The problem: Every line from the beginning of the records below up to the one holding "a fresh, isolated" should be quoted exactly; leave out the rest.
----- Extracted entries
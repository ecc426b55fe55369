//! The injected browser-automation capability.

use crate::errors::SessionError;
use async_trait::async_trait;
use pageproof_core_types::{DomSnapshot, ElementHandle, SessionId};
use std::sync::Arc;

/// External browser-automation capability. Launch/close of the
/// underlying process is the adapter's concern, not the engine's.
#[async_trait]
pub trait Browser: Send + Sync {
    /// Make the browser ready to hand out sessions.
    async fn launch(&self) -> Result<(), SessionError>;

    /// Create a fresh, isolated session (own cookies, storage,
    /// navigation state). Exactly one scenario run owns it.
    async fn new_session(&self) -> Result<Arc<dyn Session>, SessionError>;
}

/// One isolated browser context.
///
/// The session is the sole mutator of navigation state; no other
/// component issues navigation commands. `close` must run on every
/// scenario exit path so no OS-level browser context leaks.
#[async_trait]
pub trait Session: Send + Sync {
    fn id(&self) -> &SessionId;

    async fn navigate(&self, url: &str) -> Result<(), SessionError>;

    async fn click(&self, handle: &ElementHandle) -> Result<(), SessionError>;

    async fn fill(&self, handle: &ElementHandle, text: &str) -> Result<(), SessionError>;

    async fn read_text(&self, handle: &ElementHandle) -> Result<String, SessionError>;

    /// Instantaneous snapshot of the current document.
    async fn current_document(&self) -> Result<DomSnapshot, SessionError>;

    async fn current_url(&self) -> Result<String, SessionError>;

    /// Number of in-flight network requests.
    async fn inflight_requests(&self) -> Result<usize, SessionError>;

    /// Console output accumulated so far.
    async fn console_messages(&self) -> Result<Vec<String>, SessionError>;

    async fn screenshot(&self) -> Result<Vec<u8>, SessionError>;

    async fn close(&self) -> Result<(), SessionError>;
}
----------
Output of the exercise:
repository ecc426b55fe55369
//! The injected browser-automation capability.

use crate::errors::SessionError;
use async_trait::async_trait;
use pageproof_core_types::{DomSnapshot, ElementHandle, SessionId};
use std::sync::Arc;

/// External browser-automation capability. Launch/close of the
/// underlying process is the adapter's concern, not the engine's.
#[async_trait]
pub trait Browser: Send + Sync {
    /// Make the browser ready to hand out sessions.
    async fn launch(&self) -> Result<(), SessionError>;

    /// Create a fresh, isolated session (own cookies, storage,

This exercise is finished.